DGS/VCFS is known to be associated with major congenital heart defects like tetralogy of Fallot, truncus arteriosus, and other outflow tract anomalies. WS often has stenotic supravalvar lesions (involving aorta and peripheral pulmonary artery). Surprisingly, though congenital heart defect is a major feature of both these syndromes, there was no evidence of any structural heart defect.

The persistent hypocalcemia could be attributed to the hypoparathyroidism observed in DGS. Persistent hypocalcemia occurs in up to 60% of individuals and is most severe in the neonatal period but known to improve with age [Weinzimer 2001]. Hypercalcemia of unknown etiology can be present in up to 50% of individuals with WS along with hypothyroidism and impaired glucose tolerance.

Feeding difficulties are a feature of both of these microdeletion syndromes. In WS, it is attributable to the poor suck, swallow, and gastro-esophageal reflux while in DGS/VCFS, dysmotility in the pharyngo-esophageal area is the major cause. It may also lead to episodes of recurrent pneumonias in children.

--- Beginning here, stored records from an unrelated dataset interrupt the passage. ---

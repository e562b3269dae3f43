//! Fixed-capacity pool of backend tool-server clients.
//!
//! Clients are created lazily through the injected factory, reused while
//! warm, and disconnected once idle past the timeout. A full pool fails fast
//! with `pool_exhausted` rather than queueing.

use crate::backend::{BackendFactory, ToolBackend};
use crate::config::SessionConfig;
use crate::errors::{GatewayError, GatewayResult};
use std::collections::HashMap;
use std::sync::Arc;
use std::time::{Duration, Instant};
use tokio::sync::Mutex;
use tracing::{debug, info, warn};

struct PooledClient {
    client: Arc<dyn ToolBackend>,
    last_used: Instant,
}

pub struct ConnectionPool {
    config: SessionConfig,
    factory: Arc<dyn BackendFactory>,
    clients: Mutex<HashMap<String, PooledClient>>,
}

impl ConnectionPool {
    pub fn new(config: SessionConfig, factory: Arc<dyn BackendFactory>) -> Self {
        Self {
            config,
            factory,
            clients: Mutex::new(HashMap::new()),
        }
    }

    /// Get a client for `server_id`, reusing a warm one when available.
    pub async fn acquire(&self, server_id: &str) -> GatewayResult<Arc<dyn ToolBackend>> {
        let mut clients = self.clients.lock().await;
        Self::sweep_idle(&mut clients, self.config.idle_timeout_secs).await;

        if let Some(pooled) = clients.get_mut(server_id) {
            pooled.last_used = Instant::now();
            return Ok(pooled.client.clone());
        }
        if clients.len() >= self.config.max_connections {
            return Err(GatewayError::PoolExhausted {
                max: self.config.max_connections,
            });
        }

        let connect = self.factory.connect(server_id);
        let timeout = Duration::from_secs(self.config.connection_timeout_secs);
        let client = match tokio::time::timeout(timeout, connect).await {
            Ok(Ok(client)) => client,
            Ok(Err(e)) => {
                return Err(GatewayError::BackendTool {
                    tool: server_id.to_string(),
                    message: format!("connect failed: {e}"),
                });
            }
            Err(_) => return Err(GatewayError::Timeout(timeout.as_millis() as u64)),
        };
        info!("backend client connected: {}", server_id);
        clients.insert(
            server_id.to_string(),
            PooledClient {
                client: client.clone(),
                last_used: Instant::now(),
            },
        );
        Ok(client)
    }

    /// Reset the idle timer after a completed call.
    pub async fn release(&self, server_id: &str) {
        let mut clients = self.clients.lock().await;
        if let Some(pooled) = clients.get_mut(server_id) {
            pooled.last_used = Instant::now();
        }
    }

    pub async fn active_connections(&self) -> usize {
        self.clients.lock().await.len()
    }

    /// Disconnect everything and drop all timers.
    pub async fn close(&self) {
        let mut clients = self.clients.lock().await;
        for (server_id, pooled) in clients.drain() {
            debug!("disconnecting backend client {}", server_id);
            pooled.client.disconnect().await;
        }
    }

    async fn sweep_idle(clients: &mut HashMap<String, PooledClient>, idle_timeout_secs: u64) {
        let idle = Duration::from_secs(idle_timeout_secs);
        let expired: Vec<String> = clients
            .iter()
            .filter(|(_, pooled)| pooled.last_used.elapsed() > idle)
            .map(|(id, _)| id.clone())
            .collect();
        for server_id in expired {
            if let Some(pooled) = clients.remove(&server_id) {
                warn!("backend client {} idle-timed out, disconnecting", server_id);
                pooled.client.disconnect().await;
            }
        }
    }
}
use super::*;
use crate::backend::{BackendFactory, ToolBackend, ToolDescriptor};
use crate::config::SessionConfig;
use async_trait::async_trait;
use serde_json::Value;
use std::sync::Arc;
use std::sync::atomic::{AtomicUsize, Ordering};

struct FakeBackend {
    disconnects: Arc<AtomicUsize>,
}

#[async_trait]
impl ToolBackend for FakeBackend {
    async fn call_tool(&self, _tool: &str, _arguments: Value) -> anyhow::Result<Value> {
        Ok(Value::Null)
    }

    async fn list_tools(&self) -> anyhow::Result<Vec<ToolDescriptor>> {
        Ok(vec![])
    }

    async fn disconnect(&self) {
        self.disconnects.fetch_add(1, Ordering::SeqCst);
    }
}

struct FakeFactory {
    connects: AtomicUsize,
    disconnects: Arc<AtomicUsize>,
    hang: bool,
}

impl FakeFactory {
    fn new() -> Self {
        Self {
            connects: AtomicUsize::new(0),
            disconnects: Arc::new(AtomicUsize::new(0)),
            hang: false,
        }
    }
}

#[async_trait]
impl BackendFactory for FakeFactory {
    async fn connect(&self, _server_id: &str) -> anyhow::Result<Arc<dyn ToolBackend>> {
        if self.hang {
            tokio::time::sleep(std::time::Duration::from_secs(3600)).await;
        }
        self.connects.fetch_add(1, Ordering::SeqCst);
        Ok(Arc::new(FakeBackend {
            disconnects: self.disconnects.clone(),
        }))
    }
}

fn config(max: usize, idle_secs: u64) -> SessionConfig {
    SessionConfig {
        max_connections: max,
        idle_timeout_secs: idle_secs,
        connection_timeout_secs: 1,
    }
}

#[tokio::test]
async fn test_acquire_reuses_warm_client() {
    let factory = Arc::new(FakeFactory::new());
    let pool = ConnectionPool::new(config(4, 300), factory.clone());
    pool.acquire("fs").await.unwrap();
    pool.acquire("fs").await.unwrap();
    assert_eq!(factory.connects.load(Ordering::SeqCst), 1);
    assert_eq!(pool.active_connections().await, 1);
}

#[tokio::test]
async fn test_pool_exhausted() {
    let factory = Arc::new(FakeFactory::new());
    let pool = ConnectionPool::new(config(2, 300), factory);
    pool.acquire("a").await.unwrap();
    pool.acquire("b").await.unwrap();
    let err = match pool.acquire("c").await {
        Err(e) => e,
        Ok(_) => panic!("expected acquire to fail"),
    };
    assert_eq!(err.kind(), "pool_exhausted");
}

#[tokio::test]
async fn test_connect_timeout() {
    let factory = Arc::new(FakeFactory {
        hang: true,
        ..FakeFactory::new()
    });
    let pool = ConnectionPool::new(config(2, 300), factory);
    let err = match pool.acquire("slow").await {
        Err(e) => e,
        Ok(_) => panic!("expected acquire to fail"),
    };
    assert_eq!(err.kind(), "timeout");
}

#[tokio::test]
async fn test_idle_clients_swept_on_access() {
    let factory = Arc::new(FakeFactory::new());
    let pool = ConnectionPool::new(config(4, 0), factory.clone());
    pool.acquire("a").await.unwrap();
    // idle_timeout 0: by the next acquire the client has expired.
    tokio::time::sleep(std::time::Duration::from_millis(20)).await;
    pool.acquire("b").await.unwrap();
    assert_eq!(factory.disconnects.load(Ordering::SeqCst), 1);
    assert_eq!(pool.active_connections().await, 1);
}

#[tokio::test]
async fn test_close_disconnects_all() {
    let factory = Arc::new(FakeFactory::new());
    let pool = ConnectionPool::new(config(4, 300), factory.clone());
    pool.acquire("a").await.unwrap();
    pool.acquire("b").await.unwrap();
    pool.close().await;
    assert_eq!(factory.disconnects.load(Ordering::SeqCst), 2);
    assert_eq!(pool.active_connections().await, 0);
}

#[test]
fn test_package_session_lifecycle() {
    let registry = PackageSessionRegistry::new(900);
    let session = registry.register("user:abc", "pml-client");
    assert_eq!(registry.active().len(), 1);

    registry.heartbeat(&session.session_id, "user:abc").unwrap();

    // Wrong identity is indistinguishable from a missing session.
    let err = registry.heartbeat(&session.session_id, "user:other").unwrap_err();
    assert_eq!(err.kind(), "not_found");
    let err = registry.unregister(&session.session_id, "user:other").unwrap_err();
    assert_eq!(err.kind(), "not_found");

    registry.unregister(&session.session_id, "user:abc").unwrap();
    assert!(registry.active().is_empty());
    let err = registry.heartbeat(&session.session_id, "user:abc").unwrap_err();
    assert_eq!(err.kind(), "not_found");
}

#[test]
fn test_stale_sessions_swept() {
    let registry = PackageSessionRegistry::new(0);
    let session = registry.register("user:abc", "pml-client");
    std::thread::sleep(std::time::Duration::from_millis(10));
    assert!(registry.active().is_empty());
    assert!(registry.heartbeat(&session.session_id, "user:abc").is_err());
}
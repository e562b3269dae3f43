use super::*;
use proptest::prelude::*;
use serde_json::json;

fn tool(n: usize) -> ToolId {
    ToolId::new("srv", format!("tool_{n}"))
}

#[test]
fn test_get_miss_then_hit() {
    let cache = SchemaCache::new(4);
    assert!(cache.get(&tool(0)).is_none());
    cache.set(tool(0), json!({"a": 1}));
    assert_eq!(cache.get(&tool(0)).unwrap(), json!({"a": 1}));

    let stats = cache.stats();
    assert_eq!(stats.hits, 1);
    assert_eq!(stats.misses, 1);
    assert!((stats.hit_rate - 0.5).abs() < f64::EPSILON);
}

#[test]
fn test_eviction_removes_least_recently_accessed() {
    let cache = SchemaCache::new(3);
    for i in 0..3 {
        cache.set(tool(i), json!(i));
    }
    // Touch 0 and 1 so 2 becomes the LRU entry.
    cache.get(&tool(0));
    cache.get(&tool(1));
    cache.set(tool(3), json!(3));

    assert!(cache.get(&tool(2)).is_none());
    assert!(cache.get(&tool(0)).is_some());
    assert_eq!(cache.stats().size, 3);
}

#[test]
fn test_overflow_drops_first_never_reaccessed_key() {
    // max_size+1 distinct inserts: exactly max_size survive, and the first
    // inserted (never re-accessed) key is the one gone.
    let max = 50;
    let cache = SchemaCache::new(max);
    for i in 0..=max {
        cache.set(tool(i), json!(i));
    }
    assert_eq!(cache.stats().size, max);
    assert!(cache.get(&tool(0)).is_none());
    for i in 1..=max {
        assert!(cache.get(&tool(i)).is_some(), "tool_{i} missing");
    }
}

#[test]
fn test_top_tools_by_hit_count() {
    let cache = SchemaCache::new(8);
    for i in 0..3 {
        cache.set(tool(i), json!(i));
    }
    for _ in 0..5 {
        cache.get(&tool(2));
    }
    cache.get(&tool(1));

    let top = cache.top_tools(2);
    assert_eq!(top.len(), 2);
    assert_eq!(top[0].0, tool(2));
    assert_eq!(top[0].1, 5);
    assert_eq!(top[1].0, tool(1));
}

#[test]
fn test_set_refreshes_existing_entry() {
    let cache = SchemaCache::new(2);
    cache.set(tool(0), json!("old"));
    cache.set(tool(0), json!("new"));
    assert_eq!(cache.stats().size, 1);
    assert_eq!(cache.get(&tool(0)).unwrap(), json!("new"));
}

#[test]
fn test_version_map_detects_change() {
    let versions = ToolVersionMap::new();
    let id = tool(0);
    assert!(versions.set(&id, &json!({"v": 1})));
    assert!(!versions.set(&id, &json!({"v": 1})));
    assert!(versions.set(&id, &json!({"v": 2})));

    let tag = versions.get(&id).unwrap();
    assert_eq!(tag.len(), 12);
    assert!(tag.chars().all(|c| c.is_ascii_hexdigit()));
}

proptest! {
    /// LRU invariant: after any interleaving of sets over a bounded key
    /// space, the cache never exceeds its capacity.
    #[test]
    fn lru_never_exceeds_capacity(ops in prop::collection::vec(0usize..20, 1..200), cap in 1usize..8) {
        let cache = SchemaCache::new(cap);
        for key in ops {
            cache.set(tool(key), json!(key));
            prop_assert!(cache.stats().size <= cap);
        }
    }
}
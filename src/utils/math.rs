//! Small vector-math helpers shared by the embedding facade, the capability
//! store's similarity search, and the discovery ranking.

/// L2-normalize a vector in place. A zero vector is left untouched.
pub fn l2_normalize(v: &mut [f32]) {
    let norm = v.iter().map(|x| x * x).sum::<f32>().sqrt();
    if norm > f32::EPSILON {
        for x in v.iter_mut() {
            *x /= norm;
        }
    }
}

/// Cosine similarity between two vectors. Returns 0.0 on dimension mismatch
/// or zero magnitude rather than poisoning downstream ranking with NaN.
pub fn cosine_similarity(a: &[f32], b: &[f32]) -> f32 {
    if a.len() != b.len() || a.is_empty() {
        return 0.0;
    }
    let mut dot = 0.0f32;
    let mut na = 0.0f32;
    let mut nb = 0.0f32;
    for (x, y) in a.iter().zip(b.iter()) {
        dot += x * y;
        na += x * x;
        nb += y * y;
    }
    let denom = na.sqrt() * nb.sqrt();
    if denom <= f32::EPSILON {
        return 0.0;
    }
    dot / denom
}

/// Temperature softmax. Lower temperatures sharpen the distribution; the
/// discovery service uses `t = 0.1` to turn scores into relative probabilities.
pub fn softmax_with_temperature(scores: &[f64], temperature: f64) -> Vec<f64> {
    if scores.is_empty() {
        return Vec::new();
    }
    let t = temperature.max(1e-6);
    let max = scores.iter().copied().fold(f64::NEG_INFINITY, f64::max);
    let exps: Vec<f64> = scores.iter().map(|s| ((s - max) / t).exp()).collect();
    let sum: f64 = exps.iter().sum();
    if sum <= 0.0 {
        let uniform = 1.0 / scores.len() as f64;
        return vec![uniform; scores.len()];
    }
    exps.iter().map(|e| e / sum).collect()
}

/// Clamp a score into `[0, 1]`, mapping NaN to 0.
pub fn clamp_unit(x: f64) -> f64 {
    if x.is_nan() { 0.0 } else { x.clamp(0.0, 1.0) }
}

/// Numerically stable sigmoid.
pub fn sigmoid(x: f64) -> f64 {
    if x >= 0.0 {
        1.0 / (1.0 + (-x).exp())
    } else {
        let e = x.exp();
        e / (1.0 + e)
    }
}

#[cfg(test)]
mod tests {
    use super::*;

    #[test]
    fn normalize_unit_length() {
        let mut v = vec![3.0, 4.0];
        l2_normalize(&mut v);
        let norm: f32 = v.iter().map(|x| x * x).sum::<f32>().sqrt();
        assert!((norm - 1.0).abs() < 1e-6);
        assert!((v[0] - 0.6).abs() < 1e-6);
    }

    #[test]
    fn normalize_zero_vector_noop() {
        let mut v = vec![0.0, 0.0, 0.0];
        l2_normalize(&mut v);
        assert_eq!(v, vec![0.0, 0.0, 0.0]);
    }

    #[test]
    fn cosine_identical_is_one() {
        let a = vec![0.5, 0.5, 0.1];
        assert!((cosine_similarity(&a, &a) - 1.0).abs() < 1e-6);
    }

    #[test]
    fn cosine_orthogonal_is_zero() {
        let a = vec![1.0, 0.0];
        let b = vec![0.0, 1.0];
        assert!(cosine_similarity(&a, &b).abs() < 1e-6);
    }

    #[test]
    fn cosine_mismatched_dims_is_zero() {
        assert_eq!(cosine_similarity(&[1.0], &[1.0, 0.0]), 0.0);
    }

    #[test]
    fn softmax_sums_to_one_and_sharpens() {
        let probs = softmax_with_temperature(&[0.9, 0.5, 0.1], 0.1);
        let sum: f64 = probs.iter().sum();
        assert!((sum - 1.0).abs() < 1e-9);
        // At t=0.1 a 0.4 score gap is decisive.
        assert!(probs[0] > 0.9);
        assert!(probs[0] > probs[1] && probs[1] > probs[2]);
    }

    #[test]
    fn sigmoid_bounds() {
        assert!(sigmoid(100.0) > 0.999);
        assert!(sigmoid(-100.0) < 0.001);
        assert!((sigmoid(0.0) - 0.5).abs() < 1e-9);
    }
}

He had inguinal hernia and undescended testis (unilateral/left sided). Though inguinal hernia can be seen in both DGS/VCFS as well as WS, undescended testis has been observed in DGS/VCFS only.

The case appears to represent a chance occurrence of two microdeletions. It gives a depiction of the unique phenotype with overlapping features, and also lack of abnormalities commonly expected in both these disorders like cardiac defects.